USMLE and COMLEX Prep: Glossopharyngeal Nerve Anatomy

Session 11

Today, we discuss a more straightforward, neuro-anatomy question about the glossopharyngeal nerve.

As always, we’re joined by Dr. Andrea Paul of Board Vitals. If you’re in the market for QBanks and practice tests for the USMLE/COMLEX, check out Board Vitals. Use the promo code BOARDROUNDS to save 15% on your purchase.

[02:00] Question

Which of the glands of the options below are innervated by the efferent autonomic fibers of the glossopharyngeal nerve?

[02:14] Answer Choices

You have to know what the glossopharyngeal nerve and what type of fibers are innervating the glands.

Answer choices:

(A) Nasal

(B) Submandibular

(C) Sublingual

(D) Parotid

(E) Lacrimal

[02:45] Thought Process in Answering the Question

Glosso refers to the tongue and pharyngeal refers to the pharynx area. So this is somewhere around the mouth. The interesting with glossopharyngeal is that it has a range of effects. Some of the places it touches would surprise you. But first, you can eliminate nasal. But the rest of the choices could be fair game.

This specific nerve has a lot of sensory – parasympathetic and motor functions. It’s tough to answer so this can be challenging to people. This nerve starts at the medulla and coming out of the jugular foramen. It’s traveling through both anteriorly and posteriorly. So it has a branch that goes to the inner ear.

Lacrimal refers to the tear ducts so you can get rid of this one too. Now, we’re down with three choices.

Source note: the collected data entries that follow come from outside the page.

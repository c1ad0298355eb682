use std::path::{Path, PathBuf};
use std::process::Stdio;

use async_trait::async_trait;
use tokio::process::Command;
use tracing::{debug, error, info};

use super::error::ExtractError;
use super::models::ProbeInfo;
use super::options::{ExtractorOptions, ProbeOptions};
use super::MediaExtractor;
use crate::config::AppConfig;

/// 调用系统 yt-dlp 可执行文件
#[derive(Debug, Clone)]
pub struct YtDlp {
    binary: PathBuf,
    ffmpeg_location: Option<PathBuf>,
}

impl YtDlp {
    pub fn new(binary: impl AsRef<Path>) -> Self {
        Self {
            binary: binary.as_ref().to_path_buf(),
            ffmpeg_location: None,
        }
    }

    pub fn from_config(config: &AppConfig) -> Self {
        Self {
            binary: config.ytdlp_path.clone(),
            ffmpeg_location: config.ffmpeg_path.clone(),
        }
    }

    /// 检查 yt-dlp 是否可用，返回版本号
    pub async fn check_available(&self) -> Result<String, ExtractError> {
        debug!("检查 yt-dlp 是否可用: {:?}", self.binary);
        let output = self
            .command()
            .arg("--version")
            .stdin(Stdio::null())
            .stdout(Stdio::piped())
            .stderr(Stdio::null())
            .output()
            .await
            .map_err(|e| self.spawn_error(e))?;

        if !output.status.success() {
            error!("❌ 未检测到 yt-dlp，请确保系统中已安装并配置了可执行路径。");
            error!("或者设置环境变量 YTDLP_PATH 指向 yt-dlp 可执行文件路径");
            return Err(ExtractError::NotFound(self.binary.clone()));
        }

        let version = String::from_utf8_lossy(&output.stdout).trim().to_string();
        info!("yt-dlp 版本: {}", version);
        Ok(version)
    }

    fn command(&self) -> Command {
        let mut cmd = Command::new(&self.binary);
        if let Some(ffmpeg) = &self.ffmpeg_location {
            cmd.arg("--ffmpeg-location").arg(ffmpeg);
        }
        cmd
    }

    fn spawn_error(&self, e: std::io::Error) -> ExtractError {
        if e.kind() == std::io::ErrorKind::NotFound {
            ExtractError::NotFound(self.binary.clone())
        } else {
            ExtractError::Io(e)
        }
    }
}

#[async_trait]
impl MediaExtractor for YtDlp {
    async fn probe(&self, url: &str, options: &ProbeOptions) -> Result<ProbeInfo, ExtractError> {
        let args = options.to_args();
        debug!("yt-dlp 解析: {} {:?}", url, args);

        let output = self
            .command()
            .args(&args)
            .arg("--")
            .arg(url)
            .stdin(Stdio::null())
            .stdout(Stdio::piped())
            .stderr(Stdio::piped())
            .output()
            .await
            .map_err(|e| self.spawn_error(e))?;

        // --ignore-errors 时退出码可能非 0 但 stdout 仍有结果
        if output.stdout.iter().all(u8::is_ascii_whitespace) {
            return Err(ExtractError::from_stderr(
                output.status.code(),
                &String::from_utf8_lossy(&output.stderr),
            ));
        }
        if !output.status.success() && !options.ignore_errors {
            return Err(ExtractError::from_stderr(
                output.status.code(),
                &String::from_utf8_lossy(&output.stderr),
            ));
        }

        let info = ProbeInfo::from_json(&String::from_utf8_lossy(&output.stdout))?;
        Ok(info)
    }

    async fn download(&self, url: &str, options: &ExtractorOptions) -> Result<(), ExtractError> {
        let args = options.to_args();
        debug!("yt-dlp 下载: {} {:?}", url, args);

        // 进度直接输出到终端，只收集 stderr 用于报错
        let output = self
            .command()
            .args(&args)
            .arg("--")
            .arg(url)
            .stdin(Stdio::null())
            .stdout(Stdio::inherit())
            .stderr(Stdio::piped())
            .output()
            .await
            .map_err(|e| self.spawn_error(e))?;

        if !output.status.success() {
            let stderr = String::from_utf8_lossy(&output.stderr);
            debug!("yt-dlp stderr:\n{}", stderr);
            return Err(ExtractError::from_stderr(output.status.code(), &stderr));
        }

        Ok(())
    }
}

[06:55] Choosing Among the Three

First, remember the motor functions. So it’s innervating the muscle in the pharynx and then you think through the sensory functions. Glossopharyngeal is sensory to the posterior third of the tongue or the back half of the tongue. If you can remember that section of the tongue, it leads you closer to the location of the gland that may be in that area. It’s also going up into the middle ear, the Eustachian tube for sensory function.

Anatomically, you start to think more up anterior than sublingual. Think of it as more of in the ear area. So the correct answer here is the Parotid gland, which is the only gland that doesn’t receive any autonomic innervations from the facial nerve. So it receives that from the glossopharyngeal nerve. This is the main differentiator. Hence, the exam likes to ask about it.

The posterior third of the tongue and the middle ear are things they love to ask about glossopharyngeal. Also, know which muscles are innervated, which is the stylopharyngeus in the pharynx. Also, try to remember the path and the branches. It sends a branch up to the middle ear. There are five other branches. One goes to the stylopharyngeus muscle, one is the pharyngeal branch, one is tonsilar, one is sublingual, and then one goes to the parotid body and sinus. You can draw this to help give you a visualization.

Afferent refers to the sensory nerves coming back towards the central nervous system and efferent refers to “going away” for motor function. In terms of understanding parasympathetic vs sympathetic, just remember that most glandular effects are parasympathetic just like most of your organs.